SAVANNAH, Ga. — The Southeast Regional Fruit and Vegetable Conference, featuring seminars on the Affordable Care Act and food safety, attracted a record number of attendees.

More than 3,100 growers attended the Jan. 9-11 show, co-sponsored by the LaGrange-based Georgia Fruit & Vegetable Growers Association, said Charles Hall, executive director.

At a Jan. 9 safety session, David Gombas, senior vice president of food safety and technology for the Washington, D.C.-based United Fresh Produce Association, updated growers on the Food Safety Modernization Act’s proposed food safety rule.

“It’s an evolving topic and every year we see something different coming out of the (Food and Drug Administration),” he said. “Even though the comment period is closed now, the changes will continue. It’s important for the industry to stay engaged and be aware of what’s being recommended, suggested and what will come out in the final rule.”

Amy Philpott, with Washington, D.C.-based Watson Green communications firm, said a crisis is not the time to engage in crisis planning.

Southeast show focuses on food safety, sustainabilityShe cited some recent recalls, including the Shafter, Calif.-based Bidart Bros.’ recall of all its granny smith and gala apples.

“Up until Jensen Farms in 2011, farmers in general were kind of left out of the publicity,” Philpott said. “They may have run into an FDA investigator coming onto the farm, but generally they weren’t brought into it too much as it was the brand owner that took on the responsibility.

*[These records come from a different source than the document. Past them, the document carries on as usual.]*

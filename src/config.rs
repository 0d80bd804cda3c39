use figment::{
    Figment,
    providers::{Env, Format, Serialized, Toml},
};
use serde::{Deserialize, Serialize};
use std::time::Duration;
use url::Url;

use crate::error::StratusError;

pub const CONFIG_FILE: &str = "config.toml";
pub const ENV_PREFIX: &str = "STRATUS_";

/// Layered service configuration.
///
/// Precedence (lowest first): built-in defaults, `config.toml`, `STRATUS_*` environment
/// variables. Nested keys use `__`, e.g. `STRATUS_JWT__SECRET`.
#[derive(Debug, Clone, Default, Serialize, Deserialize)]
#[serde(default)]
pub struct Config {
    pub server: ServerConfig,
    pub jwt: JwtConfig,
    pub openweather: OpenWeatherConfig,
    pub cache: CacheConfig,
}

#[derive(Debug, Clone, Serialize, Deserialize)]
#[serde(default)]
pub struct ServerConfig {
    pub listen_addr: String,
    pub loglevel: String,
    pub database_url: String,
}

impl Default for ServerConfig {
    fn default() -> Self {
        Self {
            listen_addr: "0.0.0.0:8000".to_string(),
            loglevel: "info".to_string(),
            database_url: "sqlite:stratus.sqlite".to_string(),
        }
    }
}

#[derive(Debug, Clone, Serialize, Deserialize)]
#[serde(default)]
pub struct JwtConfig {
    pub secret: String,
    pub issuer: String,
    pub audience: String,
    pub expire_minutes: i64,
}

impl Default for JwtConfig {
    fn default() -> Self {
        Self {
            secret: String::new(),
            issuer: "stratus".to_string(),
            audience: "stratus-mobile".to_string(),
            expire_minutes: 60,
        }
    }
}

impl JwtConfig {
    pub fn expires_in_secs(&self) -> i64 {
        self.expire_minutes * 60
    }
}

#[derive(Debug, Clone, Serialize, Deserialize)]
#[serde(default)]
pub struct OpenWeatherConfig {
    pub api_key: String,
    pub base_url: Url,
    pub proxy: Option<Url>,
    pub timeout_secs: u64,
    pub connect_timeout_secs: u64,
    /// Outbound request budget; 0 disables throttling.
    pub requests_per_minute: u32,
    pub geocode_limit: u32,
}

impl Default for OpenWeatherConfig {
    fn default() -> Self {
        Self {
            api_key: String::new(),
            base_url: Url::parse("https://api.openweathermap.org/")
                .expect("static provider url is valid"),
            proxy: None,
            timeout_secs: 10,
            connect_timeout_secs: 5,
            requests_per_minute: 60,
            geocode_limit: 5,
        }
    }
}

impl OpenWeatherConfig {
    pub fn timeout(&self) -> Duration {
        Duration::from_secs(self.timeout_secs)
    }

    pub fn connect_timeout(&self) -> Duration {
        Duration::from_secs(self.connect_timeout_secs)
    }
}

#[derive(Debug, Clone, Serialize, Deserialize)]
#[serde(default)]
pub struct CacheConfig {
    pub enabled: bool,
    pub ttl_secs: u64,
}

impl Default for CacheConfig {
    fn default() -> Self {
        Self {
            enabled: true,
            ttl_secs: 60,
        }
    }
}

impl CacheConfig {
    pub fn ttl(&self) -> Duration {
        Duration::from_secs(self.ttl_secs)
    }
}

impl Config {
    /// Load from defaults, `config.toml` (if present) and the environment.
    pub fn load() -> Result<Self, StratusError> {
        Self::from_figment(
            Figment::from(Serialized::defaults(Config::default()))
                .merge(Toml::file(CONFIG_FILE))
                .merge(Env::prefixed(ENV_PREFIX).split("__")),
        )
    }

    pub fn from_figment(figment: Figment) -> Result<Self, StratusError> {
        let cfg: Config = figment.extract().map_err(Box::new)?;
        cfg.validate()?;
        Ok(cfg)
    }

    fn validate(&self) -> Result<(), StratusError> {
        if self.jwt.secret.trim().is_empty() {
            return Err(StratusError::Config(
                "jwt.secret must be set (STRATUS_JWT__SECRET)".to_string(),
            ));
        }
        if self.openweather.api_key.trim().is_empty() {
            return Err(StratusError::Config(
                "openweather.api_key must be set (STRATUS_OPENWEATHER__API_KEY)".to_string(),
            ));
        }
        if self.jwt.expire_minutes <= 0 {
            return Err(StratusError::Config(
                "jwt.expire_minutes must be positive".to_string(),
            ));
        }
        Ok(())
    }
}
use axum::{
    Json,
    extract::{Path, State},
    http::StatusCode,
};
use axum_extra::extract::WithRejection;

use crate::db::UserView;
use crate::middleware::{AuthUser, RequireAdmin};
use crate::types::UpdateUserRequest;
use crate::{StratusError, router::StratusState};

/// GET /users/{id}
pub async fn get_user(
    State(state): State<StratusState>,
    _auth: AuthUser,
    WithRejection(Path(id), _): WithRejection<Path<i64>, StratusError>,
) -> Result<Json<UserView>, StratusError> {
    Ok(Json(state.users.get(id).await?))
}

/// PUT /users/{id} (admin)
pub async fn update_user(
    State(state): State<StratusState>,
    _admin: RequireAdmin,
    WithRejection(Path(id), _): WithRejection<Path<i64>, StratusError>,
    WithRejection(Json(req), _): WithRejection<Json<UpdateUserRequest>, StratusError>,
) -> Result<Json<UserView>, StratusError> {
    Ok(Json(state.users.update(id, req).await?))
}

/// DELETE /users/{id} (admin)
pub async fn delete_user(
    State(state): State<StratusState>,
    _admin: RequireAdmin,
    WithRejection(Path(id), _): WithRejection<Path<i64>, StratusError>,
) -> Result<StatusCode, StratusError> {
    state.users.delete(id).await?;
    Ok(StatusCode::NO_CONTENT)
}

“That has changed. As we’re seeing with the apple recall, it’s going back to the farm,” she said. “The FDA is now more often going back to the farm.”

In a session on sustainability, Nikki Rodoni, the former sustainability director for Oxnard, Calif.-based Gills Onions/Rio Farms and the founding principal of Salinas, Calif.-based Measure To Improve LLC consultancy, said the concept of sustainability includes a balance between people, planets and profits.

“When you mention sustainability, some people only think of the environmental side of things, but it really includes the profit and the people as well,” she said. “It’s a way to run a business efficiently and bottom line, if it isn’t profitable, it isn’t sustainable.”

In another session, Lorrie Merker, the vice president of grower relations for Grand Junction, Mich.-based MBG Marketing, a co-owner of Naturipe Farms LLC, discussed social accountability in produce operations.

“When we started our program five years ago, social accountability was a new thing,” she said. “Today, it’s an expectation. The customers we’re dealing with it mandate it.”

The show was co-sponsored by the Columbia-based South Carolina Peach Council and also featured educational sessions that covered business development, blueberries, blackberries, raspberries, strawberries, peaches, watermelons, Vidalia onions, vegetables, muscadines and organics.